The expected output is a verbatim reprint of the lines from the beginning of the data that follows through the line that contains "backend stream and".

═══

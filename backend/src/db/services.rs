//! Retrieval facade.
//!
//! High-level operations that work with any [`FullRepository`]. Each paged operation
//! decodes the incoming cursor, builds a bounded query, drains the backend stream and
//! re-encodes a cursor for the next page.
//!
//! A page fetches at most `page_size + 1` rows. The extra row only signals that another
//! page exists and is never returned.

use chrono::{DateTime, Utc};
use futures::TryStreamExt;

use super::models::{
    CategoryRow, LocationCatalogRow, LocationRow, TimeSeriesCatalogRow, TimeSeriesMetadataRow,
    ValueRow,
};
use super::repository::{
    CatalogRepository, FullRepository, ReferenceRepository, RepositoryError, TimeSeriesRepository,
};
use crate::api::{
    LocationAlias, LocationCatalog, LocationCatalogEntry, LocationCategory, LocationGroup, Office,
    TimeSeries, TimeSeriesCatalog, TimeSeriesCatalogEntry, TimeSeriesCategory, TimeSeriesGroup,
    TimeSeriesValue, UnitSystem, DEFAULT_QUALITY_CODE,
};
use crate::models::{normalize, TimeError, ZonedInstant};
use crate::paging::{
    build_catalog, build_values, fold, fold_stream, instant_key, next_token, split_page,
    CursorError, Folded, PageKind, PageToken,
};

/// How an outer layer should report a [`ServiceError`].
#[derive(Debug, Clone, Copy, PartialEq, Eq)]
pub enum ErrorClass {
    ClientInput,
    NotFound,
    Server,
}

#[derive(Debug, thiserror::Error)]
pub enum ServiceError {
    #[error("malformed page cursor: {0}")]
    MalformedCursor(CursorError),

    #[error("invalid time window: {0}")]
    InvalidTime(TimeError),

    #[error("invalid value '{value}' for parameter '{name}'")]
    InvalidParameter { name: String, value: String },

    #[error("{entity} '{id}' not found")]
    NotFound { entity: &'static str, id: String },

    #[error("backend error: {0}")]
    Backend(RepositoryError),
}

pub type ServiceResult<T> = Result<T, ServiceError>;

impl ServiceError {
    pub fn not_found(entity: &'static str, id: impl Into<String>) -> Self {
        ServiceError::NotFound {
            entity,
            id: id.into(),
        }
    }

    pub fn class(&self) -> ErrorClass {
        match self {
            ServiceError::MalformedCursor(_)
            | ServiceError::InvalidTime(_)
            | ServiceError::InvalidParameter { .. } => ErrorClass::ClientInput,
            ServiceError::NotFound { .. } => ErrorClass::NotFound,
            ServiceError::Backend(_) => ErrorClass::Server,
        }
    }

    /// Message safe to hand to a client. Backend details stay in the logs.
    pub fn public_message(&self) -> String {
        match self.class() {
            ErrorClass::Server => "internal server error".to_string(),
            _ => self.to_string(),
        }
    }
}

impl From<CursorError> for ServiceError {
    fn from(err: CursorError) -> Self {
        log::warn!("rejected page cursor: {}", err);
        ServiceError::MalformedCursor(err)
    }
}

impl From<TimeError> for ServiceError {
    fn from(err: TimeError) -> Self {
        log::warn!("rejected time window: {}", err);
        ServiceError::InvalidTime(err)
    }
}

impl From<RepositoryError> for ServiceError {
    fn from(err: RepositoryError) -> Self {
        log::error!("backend failure: {}", err);
        ServiceError::Backend(err)
    }
}

/// Parameters of a time-series page.
#[derive(Debug, Clone, Default, PartialEq, Eq)]
pub struct TimeSeriesRequest {
    pub name: String,
    pub office: Option<String>,
    /// `SI`, `EN` or a literal unit id. Absent means `EN`.
    pub units: Option<String>,
    pub begin: Option<String>,
    pub end: Option<String>,
    pub timezone: Option<String>,
    /// Cursor of the requested page; absent for the first page.
    pub page: Option<String>,
    /// Zero or negative returns the series metadata without readings.
    pub page_size: i32,
}

/// Parameters of a catalog page.
#[derive(Debug, Clone, Default, PartialEq, Eq)]
pub struct CatalogRequest {
    pub office: Option<String>,
    pub page: Option<String>,
    /// Zero or negative returns every entry on one page.
    pub page_size: i32,
    pub unit_system: UnitSystem,
}

fn non_blank(value: Option<&str>) -> Option<&str> {
    value.map(str::trim).filter(|v| !v.is_empty())
}

fn decode_token(page: Option<&str>, kind: PageKind) -> ServiceResult<Option<PageToken>> {
    let Some(page) = non_blank(page) else {
        return Ok(None);
    };
    let token = PageToken::decode(page, kind)?;
    log::debug!(
        "decoded {} cursor: key='{}' total={:?} size={}",
        kind,
        token.resume_key,
        token.total,
        token.page_size
    );
    Ok(Some(token))
}

/// Unit the readings are requested in.
fn resolve_unit(units: Option<&str>, series: &TimeSeriesMetadataRow) -> String {
    match non_blank(units) {
        None => series.en_unit.clone(),
        Some(units) => match UnitSystem::parse(units) {
            Some(UnitSystem::Si) => series.si_unit.clone(),
            Some(UnitSystem::En) => series.en_unit.clone(),
            None => units.to_string(),
        },
    }
}

impl From<ValueRow> for TimeSeriesValue {
    fn from(row: ValueRow) -> Self {
        TimeSeriesValue {
            date_time: row.date_time,
            value: row.value,
            quality_code: row.quality_code.unwrap_or(DEFAULT_QUALITY_CODE),
        }
    }
}

impl From<TimeSeriesCatalogRow> for TimeSeriesCatalogEntry {
    fn from(row: TimeSeriesCatalogRow) -> Self {
        TimeSeriesCatalogEntry {
            office: row.office_id,
            name: row.ts_id,
            units: row.units,
            interval_minutes: row.interval_minutes,
        }
    }
}

fn location_entry(
    folded: Folded<LocationRow, LocationAlias>,
    unit_system: UnitSystem,
) -> LocationCatalogEntry {
    let Folded {
        parent: location,
        children: aliases,
    } = folded;

    LocationCatalogEntry {
        office: location.office_id,
        name: location.location_id,
        nearest_city: location.nearest_city,
        public_name: location.public_name,
        long_name: location.long_name,
        description: location.description,
        kind: location.kind,
        time_zone: location.time_zone,
        latitude: location.latitude,
        longitude: location.longitude,
        elevation: location
            .elevation
            .map(|meters| unit_system.elevation_from_meters(meters)),
        unit: unit_system.elevation_unit().to_string(),
        state: location.state,
        county: location.county,
        nation: location.nation,
        active: location.active,
        aliases,
    }
}

/// Fetch one page of readings of a time series.
///
/// `now` anchors the default window (the last 24 hours).
pub async fn get_timeseries(
    repo: &dyn FullRepository,
    request: &TimeSeriesRequest,
    now: DateTime<Utc>,
) -> ServiceResult<TimeSeries> {
    let token = decode_token(request.page.as_deref(), PageKind::Values)?;
    let window = normalize(
        request.begin.as_deref(),
        request.end.as_deref(),
        request.timezone.as_deref(),
        now,
    )?;
    let plan = build_values(token.as_ref(), &window, request.page_size)?;
    log::debug!("time series query for '{}': {:?}", request.name, plan.query);

    let office = non_blank(request.office.as_deref());
    let series = repo
        .fetch_timeseries_metadata(office, &request.name)
        .await?
        .ok_or_else(|| ServiceError::not_found("time series", &request.name))?;
    let unit = resolve_unit(request.units.as_deref(), &series);

    let total = if plan.is_first_page {
        let count = repo
            .count_values(&series, plan.query.begin, plan.query.end)
            .await?;
        log::info!("time series '{}' has {} readings in window", series.ts_id, count);
        Some(count)
    } else {
        plan.known_total
    };

    let (rows, has_more) = if plan.page_size > 0 {
        let rows: Vec<ValueRow> = repo
            .query_values(&series, &unit, &plan.query)
            .try_collect()
            .await?;
        split_page(rows, plan.page_size)
    } else {
        (Vec::new(), false)
    };

    let next_page = next_token(
        PageKind::Values,
        rows.last().map(|row| instant_key(&row.date_time)),
        has_more,
        plan.page_size,
        total,
    )
    .map(|token| token.encode());

    Ok(TimeSeries {
        page: non_blank(request.page.as_deref()).map(str::to_string),
        next_page,
        page_size: plan.page_size,
        total,
        name: series.ts_id,
        office_id: series.office_id,
        begin: ZonedInstant::new(window.begin_utc(), window.zone).to_fixed(),
        end: ZonedInstant::new(window.end_utc(), window.zone).to_fixed(),
        time_zone: window.zone.name(),
        units: unit,
        interval_minutes: series.interval_minutes,
        values: rows.into_iter().map(Into::into).collect(),
    })
}

/// Fetch one page of the time-series catalog.
pub async fn get_timeseries_catalog(
    repo: &dyn FullRepository,
    request: &CatalogRequest,
) -> ServiceResult<TimeSeriesCatalog> {
    let token = decode_token(request.page.as_deref(), PageKind::Catalog)?;
    let office = non_blank(request.office.as_deref());
    let plan = build_catalog(token.as_ref(), office, request.page_size)?;
    log::debug!("time series catalog query: {:?}", plan.query);

    let total = if plan.is_first_page {
        let count = repo.count_timeseries(office).await?;
        log::info!("time series catalog has {} entries (office={:?})", count, office);
        Some(count)
    } else {
        plan.known_total
    };

    let rows: Vec<TimeSeriesCatalogRow> = repo
        .query_timeseries_catalog(&plan.query)
        .try_collect()
        .await?;
    let (rows, has_more) = split_page(rows, plan.page_size);

    let next_page = next_token(
        PageKind::Catalog,
        rows.last().map(|row| row.key().to_token_key()),
        has_more,
        plan.page_size,
        total,
    )
    .map(|token| token.encode());

    Ok(TimeSeriesCatalog {
        page: non_blank(request.page.as_deref()).map(str::to_string),
        next_page,
        total,
        page_size: plan.page_size,
        entries: rows.into_iter().map(Into::into).collect(),
    })
}

/// Fetch one page of the location catalog, each location with its aliases.
pub async fn get_location_catalog(
    repo: &dyn FullRepository,
    request: &CatalogRequest,
) -> ServiceResult<LocationCatalog> {
    let token = decode_token(request.page.as_deref(), PageKind::Catalog)?;
    let office = non_blank(request.office.as_deref());
    let plan = build_catalog(token.as_ref(), office, request.page_size)?;
    log::debug!("location catalog query: {:?}", plan.query);

    let total = if plan.is_first_page {
        let count = repo.count_locations(office).await?;
        log::info!("location catalog has {} entries (office={:?})", count, office);
        Some(count)
    } else {
        plan.known_total
    };

    let folded = fold_stream(repo.query_location_catalog(&plan.query)).await?;
    let (folded, has_more) = split_page(folded, plan.page_size);

    let next_page = next_token(
        PageKind::Catalog,
        folded.last().map(|f| f.parent.key().to_token_key()),
        has_more,
        plan.page_size,
        total,
    )
    .map(|token| token.encode());

    Ok(LocationCatalog {
        page: non_blank(request.page.as_deref()).map(str::to_string),
        next_page,
        total,
        page_size: plan.page_size,
        entries: folded
            .into_iter()
            .map(|f| location_entry(f, request.unit_system))
            .collect(),
    })
}

/// A single location catalog entry.
pub async fn get_location(
    repo: &dyn FullRepository,
    office: Option<&str>,
    location_id: &str,
    unit_system: UnitSystem,
) -> ServiceResult<LocationCatalogEntry> {
    let rows: Vec<LocationCatalogRow> = repo.fetch_location(non_blank(office), location_id).await?;
    fold(rows)
        .into_iter()
        .next()
        .map(|f| location_entry(f, unit_system))
        .ok_or_else(|| ServiceError::not_found("location", location_id))
}

pub async fn list_offices(repo: &dyn FullRepository) -> ServiceResult<Vec<Office>> {
    let rows = repo.list_offices().await?;
    Ok(rows.into_iter().map(Into::into).collect())
}

pub async fn get_office(repo: &dyn FullRepository, office_id: &str) -> ServiceResult<Office> {
    repo.fetch_office(office_id)
        .await?
        .map(Into::into)
        .ok_or_else(|| ServiceError::not_found("office", office_id))
}

pub async fn list_location_categories(
    repo: &dyn FullRepository,
    office: Option<&str>,
) -> ServiceResult<Vec<LocationCategory>> {
    let rows: Vec<CategoryRow> = repo.list_location_categories(non_blank(office)).await?;
    Ok(rows.into_iter().map(Into::into).collect())
}

pub async fn get_location_category(
    repo: &dyn FullRepository,
    office: Option<&str>,
    category_id: &str,
) -> ServiceResult<LocationCategory> {
    repo.fetch_location_category(non_blank(office), category_id)
        .await?
        .map(Into::into)
        .ok_or_else(|| ServiceError::not_found("location category", category_id))
}

/// Location groups without their assigned locations.
pub async fn list_location_groups(
    repo: &dyn FullRepository,
    office: Option<&str>,
) -> ServiceResult<Vec<LocationGroup>> {
    let rows = repo.list_location_groups(non_blank(office)).await?;
    Ok(rows.into_iter().map(Into::into).collect())
}

/// One location group with its assigned locations, ordered by attribute.
pub async fn get_location_group(
    repo: &dyn FullRepository,
    office: &str,
    category_id: &str,
    group_id: &str,
) -> ServiceResult<LocationGroup> {
    let folded = fold_stream(repo.query_location_group(office, category_id, group_id)).await?;
    let Some(Folded { parent, children }) = folded.into_iter().next() else {
        return Err(ServiceError::not_found(
            "location group",
            format!("{}/{}", category_id, group_id),
        ));
    };

    let mut group: LocationGroup = parent.into();
    group.assigned_locations = children.into_iter().map(Into::into).collect();
    Ok(group)
}

pub async fn list_timeseries_categories(
    repo: &dyn FullRepository,
    office: Option<&str>,
) -> ServiceResult<Vec<TimeSeriesCategory>> {
    let rows = repo.list_timeseries_categories(non_blank(office)).await?;
    Ok(rows.into_iter().map(Into::into).collect())
}

pub async fn get_timeseries_category(
    repo: &dyn FullRepository,
    office: Option<&str>,
    category_id: &str,
) -> ServiceResult<TimeSeriesCategory> {
    repo.fetch_timeseries_category(non_blank(office), category_id)
        .await?
        .map(Into::into)
        .ok_or_else(|| ServiceError::not_found("time series category", category_id))
}

/// Time-series groups; each filter is optional and case-insensitive.
pub async fn list_timeseries_groups(
    repo: &dyn FullRepository,
    office: Option<&str>,
    category_id: Option<&str>,
    group_id: Option<&str>,
) -> ServiceResult<Vec<TimeSeriesGroup>> {
    let rows = repo
        .list_timeseries_groups(non_blank(office), non_blank(category_id), non_blank(group_id))
        .await?;
    Ok(rows.into_iter().map(Into::into).collect())
}

/// Check backend health.
pub async fn health_check(repo: &dyn FullRepository) -> ServiceResult<bool> {
    Ok(repo.health_check().await?)
}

═══

**EXERCISE OUTPUT**
filename backend/src/db/services.rs
//! Retrieval facade.
//!
//! High-level operations that work with any [`FullRepository`]. Each paged operation
//! decodes the incoming cursor, builds a bounded query, drains the backend stream and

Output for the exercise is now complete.